Les présentes conclusions diffèrent cependant de la majorité des recherches concernant la variable sexe. Dans notre cas, les hommes se sont montrés plus à risque de chutes que les femmes alors que la majeure partie de la littérature suggère l’inverse (Fletcher et coll., 2009; Gama et Gómez-Conesa, 2008; Morris, 2007; Weeks, 2007). Malgré tout, deux autres études ont observé un risque accru chez les aînés masculins vivant dans la communauté (Fletcher et Hirdes, 2002a; Sai et coll., 2010), dont la première parmi ceux recevant des services de soins à domicile. Ces auteurs ont spéculé sur les raisons possibles pour justifier ces différences. Par exemple, l’augmentation apparente du risque de chutes chez les femmes pourrait tout

simplement être la résultante d’une certaine réticence des hommes à signaler la chute ou être le résultat de facteurs non examinés associés au sexe (Campbell, Spears et Borrie, 1990; Fletcher et Hirdes, 2002b; Lindsay, 1988; Melton et Riggs, 1985), comme l’utilisation plus grande de médicaments psychotropes chez les femmes (Bartlett et coll., 2009; Campbell, Spears et Borrie, 1990; Maxwell, Neutel et Hirdes, 1997). Il est aussi concevable que ce groupe d’hommes chuteurs recevant des services de soins à domicile puisse représenter un groupe distinct par rapport à d’autres hommes rapportés dans la littérature. Par exemple, l’échantillon de notre étude peut inclure des hommes en moins bonne santé nécessitant davantage de soins à domicile ou des hommes capables de rester à la maison précisément parce qu’ils reçoivent des services de soutien à domicile et l’aide de leur conjointe, une situation qui ne serait pas nécessairement le lot de la majorité des femmes dans le besoin. D’autres études (Filiatrault, Desrosiers et Trottier, 2009; Fletcher et Hirdes, 2004) ont révélé que les femmes étaient plus craintives que les hommes à l’idée de tomber. Advenant que ce soit le cas dans notre échantillon, les femmes pourraient avoir été portées à restreindre leurs activités et se seraient ainsi exposées à moins de risques de chutes. Quoi qu’il en soit, plus de recherches dans ce domaine sont nécessaires afin de vérifier si les hommes vivant dans la communauté et ayant recours aux services de soutien à domicile expérimentent véritablement plus de chutes que les femmes et pour élucider les différentes hypothèses avancées.

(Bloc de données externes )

// SPDX-License-Identifier: PMPL-1.0-or-later
// Copyright (c) 2026 Jonathan D.A. Jewell (hyperpolymath) <jonathan.jewell@open.ac.uk>
//
// pagemark-document — Marker detection and document segmentation.
//
// Finds a hand-drawn highlighter mark in the corners of each page (HSV mask,
// hit-or-miss thinning, outer contours, Hausdorff shape matching) and splits
// PDFs at the marked pages using the `lopdf` crate.

pub mod detect;
pub mod image;
pub mod library;
pub mod pdf;
pub mod raster;
pub mod segment;
pub mod shape;

// Re-export the primary structs so callers can use `pagemark_document::Segmenter` etc.
pub use detect::{Corner, MarkerDetector};
pub use crate::image::contour::{Contour, ContourExtractor};
pub use library::{DocumentLibrary, PageDocument, PageRect};
pub use pdf::reader::{PdfDocument, PdfLibrary};
pub use raster::Raster;
pub use segment::{DirectoryReport, SegmentJob, Segmenter, SplitOutcome, SplitPlan};
pub use shape::{MatchResult, ShapeMatcher};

Nous avons étudié les chutes ayant nécessité une consultation médicale comme une autre mesure de résultats, en supposant que cette mesure sert d’indice de gravité de la chute. Nous avons alors défini comme covariable dépendante du temps la variable chutes antérieures, cela dans le but de vérifier si une chute n’ayant pas nécessité une consultation médicale avait été déclarée dans les trois mois précédant une consultation médicale liée à une chute. Les valeurs ajustées du rapport des taux d’incidence ont permis de déterminer que les dangers de l’environnement domiciliaire, le score à l’outil de dépistage nutritionnel, le fait de vivre dans une résidence privée pour aînés et l’historique des chutes étaient des prédicteurs significatifs et indépendants des consultations médicales liées aux chutes dans leur ensemble. Le fait d’avoir chuté dans les trois mois précédant chaque nouvel événement étudié était un facteur de protection contre toute chute nécessitant une consultation médicale. À prime abord, ce résultat paraît plus difficile à expliquer. Peut-être est-il le fait de personnes devenues plus

vigilantes à la suite d’une chute sans conséquences sérieuses et qui ont pris des mesures concrètes pour modifier leurs habitudes et leur environnement.